> _PROBLEM STATEMENT_: Reproduce every entry exactly, without alteration.

> _INPUT DATA_:
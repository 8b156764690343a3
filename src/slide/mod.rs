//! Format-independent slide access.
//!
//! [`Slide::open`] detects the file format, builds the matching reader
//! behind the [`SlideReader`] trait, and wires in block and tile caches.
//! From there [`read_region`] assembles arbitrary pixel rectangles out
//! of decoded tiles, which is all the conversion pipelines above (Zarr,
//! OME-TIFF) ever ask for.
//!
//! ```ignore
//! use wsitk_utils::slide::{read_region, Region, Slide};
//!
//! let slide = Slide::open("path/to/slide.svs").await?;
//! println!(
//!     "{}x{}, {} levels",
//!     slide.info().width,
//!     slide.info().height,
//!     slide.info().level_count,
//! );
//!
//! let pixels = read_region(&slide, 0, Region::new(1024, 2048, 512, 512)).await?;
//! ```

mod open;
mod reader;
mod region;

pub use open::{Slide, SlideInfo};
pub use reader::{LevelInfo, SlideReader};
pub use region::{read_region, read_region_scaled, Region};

> _ANSWER FOR THE TASK_:
repository 8b156764690343a3
filename src/slide/mod.rs
//! Format-independent slide access.
//!
//! [`Slide::open`] detects the file format, builds the matching reader
//! behind the [`SlideReader`] trait, and wires in block and tile caches.
//! From there [`read_region`] assembles arbitrary pixel rectangles out
//! of decoded tiles, which is all the conversion pipelines above (Zarr,
//! OME-TIFF) ever ask for.
//!
//! ```ignore
//! use wsitk_utils::slide::{read_region, Region, Slide};
//!
//! let slide = Slide::open("path/to/slide.svs").await?;
//! println!(
//!     "{}x{}, {} levels",
//!     slide.info().width,
//!     slide.info().height,
//!     slide.info().level_count,
//! );
//!
//! let pixels = read_region(&slide, 0, Region::new(1024, 2048, 512, 512)).await?;
//! ```

mod open;
mod reader;
mod region;

pub use open::{Slide, SlideInfo};
pub use reader::{LevelInfo, SlideReader};
pub use region::{read_region, read_region_scaled, Region};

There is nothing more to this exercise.